A key pillar of “the scientific method” is reproducibility, one way to prove another scientist’s experimental claims. If the experiment and its results can be reproduced, the validity of the work is considerably strengthened.
But scientific reproducibility is not as common or as easy as many non-scientists think. In a recent study of landmark papers in cancer research, for example, only 11 percent of the studies could be reproduced.
In another recent case, a graduate student failed to reproduce the results of a widely cited economic-policy paper – a failure which led to the exposure of significant, but unintentional, errors.
Hoping to quantify just what it takes to reproduce a scientific paper, researchers from three institutions conducted a study of a computational biology paper that analyzed tuberculosis-drug targets.
Philip Bourne, professor of pharmacology at the Skaggs School of Pharmacy and Pharmaceutical Sciences at the University of California San Diego, the principal investigator of the tuberculosis study and co-author of the paper; Daniel Garijo, a doctoral student from the Universidad Politecnica of Madrid; and Yolanda Gil, professor of computer science at the University of Southern California, collaborated to quantify “the difficulties of reproducibility” – and to suggest a possible solution.
Writing in the journal PLOS ONE, Gil and Garijo reported that they had to spend “significant time” reviewing materials from Bourne’s lab, and talking to previous lab members, to satisfactorily reconstruct the computational experiments of the original paper.

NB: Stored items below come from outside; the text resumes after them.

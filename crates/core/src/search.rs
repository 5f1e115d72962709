//! Key and path lookups over an execution context.
//!
//! All three strategies return `None` as the absent sentinel; a key that is
//! present with a JSON `null` value is a match (`Some(&Value::Null)`).
//!
//! When a key occurs more than once, the recursive and iterative searches
//! may disagree: the recursive form is depth-first in document order, the
//! iterative form pops its work stack LIFO and so visits later siblings
//! first. Use [`search_context_path`] when the location is known.

use serde_json::Value;

/// Path separator for [`search_context_path`].
pub const PATH_SEPARATOR: char = '.';

/// Depth-first search for `key`.
///
/// At each mapping the key itself is checked before descending into the
/// values in document order; sequences are searched element by element.
pub fn search_context<'a>(value: &'a Value, key: &str) -> Option<&'a Value> {
    match value {
        Value::Object(map) => {
            if let Some(found) = map.get(key) {
                return Some(found);
            }
            map.values().find_map(|child| search_context(child, key))
        }
        Value::Array(items) => items.iter().find_map(|item| search_context(item, key)),
        _ => None,
    }
}

/// Stack-based search for `key`, safe on arbitrarily deep documents.
pub fn search_context_iterative<'a>(value: &'a Value, key: &str) -> Option<&'a Value> {
    let mut stack = vec![value];

    while let Some(current) = stack.pop() {
        match current {
            Value::Object(map) => {
                if let Some(found) = map.get(key) {
                    return Some(found);
                }
                stack.extend(map.values().filter(|v| is_container(v)));
            }
            Value::Array(items) => stack.extend(items.iter().filter(|v| is_container(v))),
            _ => {}
        }
    }
    None
}

/// Walk a dot-delimited path through nested mappings.
///
/// Only mappings are traversed: a missing segment, or a segment reached
/// through a non-mapping value (including sequences), yields `None`.
pub fn search_context_path<'a>(value: &'a Value, path: &str) -> Option<&'a Value> {
    path.split(PATH_SEPARATOR)
        .try_fold(value, |current, segment| current.as_object()?.get(segment))
}

fn is_container(value: &Value) -> bool {
    value.is_object() || value.is_array()
}

// ---------------------------------------------------------------------------
// Tests
// ---------------------------------------------------------------------------
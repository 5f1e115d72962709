//! Core of the automation execution bridge.
//!
//! Everything an automation process needs that does not talk to the
//! network: reading the execution context from stdin, searching it,
//! building and validating result envelopes, bridge settings and
//! stderr-only telemetry.

pub mod context;
pub mod envelope;
pub mod error;
pub mod search;
pub mod settings;
pub mod telemetry;

pub use context::{base_context, load_context, return_context, update_context, ResultChannel};
pub use envelope::{merge_envelope, Envelope, EnvelopeError};
pub use error::BridgeError;
pub use search::{search_context, search_context_iterative, search_context_path};
pub use settings::BridgeSettings;
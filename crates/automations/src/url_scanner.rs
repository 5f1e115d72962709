//! URL reputation scan over the context's top-level `urls`.
//!
//! Produces one `"virustotal"` envelope with a result entry per URL and a
//! batch summary. Individual scan failures never abort the batch.

use std::sync::Arc;

use async_trait::async_trait;
use autobridge_core::Envelope;
use autobridge_integrations::virustotal::INTEGRATION_NAME;
use autobridge_integrations::{ScanReport, ScanService, VirusTotalClient};
use autobridge_runtime::{Automation, Capabilities};
use serde_json::{json, Map, Value};

/// Registry name.
pub const NAME: &str = "url_scanner";

/// Context field holding the URLs to scan.
pub const URLS_FIELD: &str = "urls";

/// Context `urls` split into scannable and rejected entries.
#[derive(Debug, Default, Clone, PartialEq, Eq)]
pub struct UrlBatch {
    pub valid: Vec<String>,
    pub invalid: Vec<InvalidUrl>,
}

#[derive(Debug, Clone, PartialEq, Eq)]
pub struct InvalidUrl {
    pub raw: String,
    pub reason: String,
}

impl UrlBatch {
    /// Classify the entries of a `urls` value.
    ///
    /// A bare string counts as a one-entry list. Unresolved template
    /// variables (`{{...}}`), blank strings and non-strings are invalid. A
    /// string holding a JSON array is expanded into its string items.
    pub fn from_value(urls: Option<&Value>) -> Self {
        let entries: Vec<&Value> = match urls {
            Some(Value::Array(items)) => items.iter().collect(),
            Some(Value::Null) | None => Vec::new(),
            Some(other) => vec![other],
        };

        let mut batch = Self::default();
        for entry in entries {
            match entry {
                Value::String(url) if is_template(url) => batch.invalid.push(InvalidUrl {
                    raw: url.clone(),
                    reason: format!("Template variable not resolved: {url}"),
                }),
                Value::String(url) if !url.trim().is_empty() => match expand_array(url) {
                    Some(items) => batch.valid.extend(items),
                    None => batch.valid.push(url.clone()),
                },
                other => {
                    let raw = match other {
                        Value::String(s) => s.clone(),
                        v => v.to_string(),
                    };
                    batch.invalid.push(InvalidUrl {
                        reason: format!("Invalid URL entry: {raw:?}"),
                        raw,
                    });
                }
            }
        }
        batch
    }

    pub fn is_empty(&self) -> bool {
        self.valid.is_empty() && self.invalid.is_empty()
    }
}

fn is_template(url: &str) -> bool {
    url.starts_with("{{") && url.ends_with("}}")
}

/// `"[\"a\", \"b\"]"` into its non-blank string items; `None` when `url`
/// is not a JSON array.
fn expand_array(url: &str) -> Option<Vec<String>> {
    if !(url.starts_with('[') && url.ends_with(']')) {
        return None;
    }
    let items: Vec<Value> = serde_json::from_str(url).ok()?;
    Some(
        items
            .into_iter()
            .filter_map(|item| match item {
                Value::String(s) if !s.trim().is_empty() => Some(s),
                _ => None,
            })
            .collect(),
    )
}

/// Batch counters reported under `summary`.
#[derive(Debug, Default, Clone, PartialEq)]
pub struct ScanSummary {
    pub total_urls: usize,
    pub scanned_urls: usize,
    /// URLs flagged by at least one engine.
    pub malicious_urls: usize,
    pub clean_urls: usize,
    pub failed_scans: usize,
    pub invalid_urls: usize,
    /// Percentage of valid URLs scanned successfully.
    pub success_rate: f64,
}

impl ScanSummary {
    fn to_value(&self) -> Value {
        json!({
            "total_urls": self.total_urls,
            "scanned_urls": self.scanned_urls,
            "malicious_urls": self.malicious_urls,
            "clean_urls": self.clean_urls,
            "failed_scans": self.failed_scans,
            "invalid_urls": self.invalid_urls,
            "success_rate": self.success_rate,
        })
    }
}

/// Scans every URL in the context with the configured scanning service.
#[derive(Default)]
pub struct UrlScanner {
    scanner: Option<Arc<dyn ScanService>>,
}

impl UrlScanner {
    /// Scanner that builds its client from the `"virustotal"` config on
    /// each run.
    pub fn new() -> Self {
        Self::default()
    }

    /// Use `scanner` instead of the configured client.
    pub fn with_scanner(scanner: Arc<dyn ScanService>) -> Self {
        Self {
            scanner: Some(scanner),
        }
    }

    async fn scanner(&self, caps: &Capabilities) -> Arc<dyn ScanService> {
        match &self.scanner {
            Some(scanner) => Arc::clone(scanner),
            None => Arc::new(VirusTotalClient::from_source(caps.bindings().config_source()).await),
        }
    }
}

#[async_trait]
impl Automation for UrlScanner {
    fn name(&self) -> &str {
        NAME
    }

    async fn run(&self, caps: &Capabilities) -> Envelope {
        let batch = UrlBatch::from_value(caps.get(URLS_FIELD));

        if batch.is_empty() {
            tracing::info!("No URLs in context");
            return Envelope::failure(
                INTEGRATION_NAME,
                "No URLs provided in context. Expected \"urls\" key",
            )
            .with("results", Value::Array(Vec::new()))
            .with("summary", ScanSummary::default().to_value());
        }

        let mut results = Vec::new();
        let mut summary = ScanSummary {
            total_urls: batch.valid.len() + batch.invalid.len(),
            invalid_urls: batch.invalid.len(),
            failed_scans: batch.invalid.len(),
            ..ScanSummary::default()
        };

        if batch.valid.is_empty() {
            let raw: Vec<&str> = batch.invalid.iter().map(|i| i.raw.as_str()).collect();
            tracing::warn!(invalid = ?raw, "No valid URLs in context");
            results.extend(batch.invalid.iter().map(invalid_entry));
            return Envelope::failure(
                INTEGRATION_NAME,
                format!("No valid URLs provided. Invalid URLs: {raw:?}"),
            )
            .with("results", results)
            .with("summary", summary.to_value());
        }

        let scanner = self.scanner(caps).await;
        let mut failed_valid = 0;

        for url in &batch.valid {
            let report = scanner.scan_url(url).await;
            match report.malicious_count() {
                Some(malicious) if report.success => {
                    if malicious > 0 {
                        summary.malicious_urls += 1;
                    } else {
                        summary.clean_urls += 1;
                    }
                }
                _ => failed_valid += 1,
            }
            results.push(report_entry(report));
        }
        results.extend(batch.invalid.iter().map(invalid_entry));

        summary.failed_scans += failed_valid;
        summary.scanned_urls = batch.valid.len() - failed_valid;
        summary.success_rate = summary.scanned_urls as f64 / batch.valid.len() as f64 * 100.0;

        tracing::info!(
            total = summary.total_urls,
            malicious = summary.malicious_urls,
            failed = summary.failed_scans,
            "URL scan finished"
        );

        Envelope::new(INTEGRATION_NAME, summary.failed_scans == 0)
            .with("results", results)
            .with("summary", summary.to_value())
            .with("timestamp", chrono::Utc::now().to_rfc3339())
    }
}

fn report_entry(report: ScanReport) -> Value {
    json!({
        "url": report.url,
        "verdicts": Value::Object(report.stats),
        "success": report.success,
        "error_message": report.error_message.unwrap_or_default(),
    })
}

fn invalid_entry(invalid: &InvalidUrl) -> Value {
    json!({
        "url": invalid.raw,
        "verdicts": Value::Object(Map::new()),
        "success": false,
        "error_message": invalid.reason,
    })
}

// ---------------------------------------------------------------------------
// Tests
// ---------------------------------------------------------------------------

“We estimated the overall time to reproduce the method at 280 hours for a novice with minimal expertise in bioinformatics,” said Garijo, “either because computer scripts were not available, or there were assumptions in the described methods that would not be obvious to a non-expert.”
Failure to reproduce a study is rarely the result of fraud, said Bourne, but “mostly lack of a complete record.” In this case, he said, “it was not that the work could not be reproduced; the problem was that it took so much time – something all new graduate students in the lab can verify as they pick up previous students’ work.”
In this day and age, said Bourne, “We should really be doing better. It’s unfortunate to say this about my own work – but how many scientists could claim to be doing better?”
One way scientists might do better, said Gil, is to do what she and Garijo did. “As part of the reconstructive work,” she said, “we encoded the computational experiment in a semantic workflow, shared as a web object with annotations of its meanings.”
These workflow systems are now reaching such a level of maturity, say the researchers, that they’re likely to be adopted more broadly. “This should greatly facilitate reproducibility,” their report asserts.
Journals and their publishers can also encourage improved reproducibility by insisting that workflows, data, and software to be part of the submission-and-review process, the authors say.
Finally, they note, better reproducibility may eventually be mandated, citing a recent administration memorandum asking all agencies to develop policies to make results of all federally funded research broadly available to scientists, industry, and the public.